BEGIN
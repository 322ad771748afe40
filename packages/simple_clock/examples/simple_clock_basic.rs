//! Example that demonstrates the different ways of reading and emitting measurements.
//!
//! The leveled measurements go to `tracing`, so they are only visible when the application
//! installs a subscriber.

use std::thread;
use std::time::Duration;

use simple_clock::{Precision, Since, Stopwatch, TimeFormat, TracingSink, mark_named};

fn main() {
    let mut stopwatch = Stopwatch::builder()
        .precision(Precision::new(3))
        .label_start("total")
        .sink(TracingSink)
        .start();

    thread::sleep(Duration::from_millis(25));

    // Updating query: the next "since last call" measurement starts from here.
    let first = stopwatch.since_start().print();
    println!("Raw value of the first reading: {first}");

    thread::sleep(Duration::from_millis(10));

    // Silent queries leave the stopwatch as it is.
    stopwatch.silent().since_last_call().label("peek").print();
    stopwatch
        .silent()
        .since_start()
        .format(TimeFormat::custom(|seconds| format!("{seconds:>10.6}")))
        .label("total (padded)")
        .print();

    // Leveled emission to the configured sink.
    if let Err(e) = stopwatch.since_last_call().info() {
        eprintln!("Failed to log measurement: {e}");
    }

    // Markers and the Since measurer chain each emission into the next measurement.
    let since = Since::new();
    let marker = mark_named("first step");
    thread::sleep(Duration::from_millis(5));
    let (_, marker) = since.measure(&marker).print();
    thread::sleep(Duration::from_millis(5));
    since.measure(&marker).label("second step").print();

    // Markers can also be measured by a stopwatch without changing it.
    let marker = stopwatch.mark_named("since marker");
    stopwatch.since(&marker).print();
}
END
• [Work instruction]: Reproduce the listing in full. Change nothing.

• [Solution for this problem]:
repository 322ad771748afe40
filename packages/simple_clock/examples/simple_clock_basic.rs
//! Example that demonstrates the different ways of reading and emitting measurements.
//!
//! The leveled measurements go to `tracing`, so they are only visible when the application
//! installs a subscriber.

use std::thread;
use std::time::Duration;

use simple_clock::{Precision, Since, Stopwatch, TimeFormat, TracingSink, mark_named};

fn main() {
    let mut stopwatch = Stopwatch::builder()
        .precision(Precision::new(3))
        .label_start("total")
        .sink(TracingSink)
        .start();

    thread::sleep(Duration::from_millis(25));

    // Updating query: the next "since last call" measurement starts from here.
    let first = stopwatch.since_start().print();
    println!("Raw value of the first reading: {first}");

    thread::sleep(Duration::from_millis(10));

    // Silent queries leave the stopwatch as it is.
    stopwatch.silent().since_last_call().label("peek").print();
    stopwatch
        .silent()
        .since_start()
        .format(TimeFormat::custom(|seconds| format!("{seconds:>10.6}")))
        .label("total (padded)")
        .print();

    // Leveled emission to the configured sink.
    if let Err(e) = stopwatch.since_last_call().info() {
        eprintln!("Failed to log measurement: {e}");
    }

    // Markers and the Since measurer chain each emission into the next measurement.
    let since = Since::new();
    let marker = mark_named("first step");
    thread::sleep(Duration::from_millis(5));
    let (_, marker) = since.measure(&marker).print();
    thread::sleep(Duration::from_millis(5));
    since.measure(&marker).label("second step").print();

    // Markers can also be measured by a stopwatch without changing it.
    let marker = stopwatch.mark_named("since marker");
    stopwatch.since(&marker).print();
}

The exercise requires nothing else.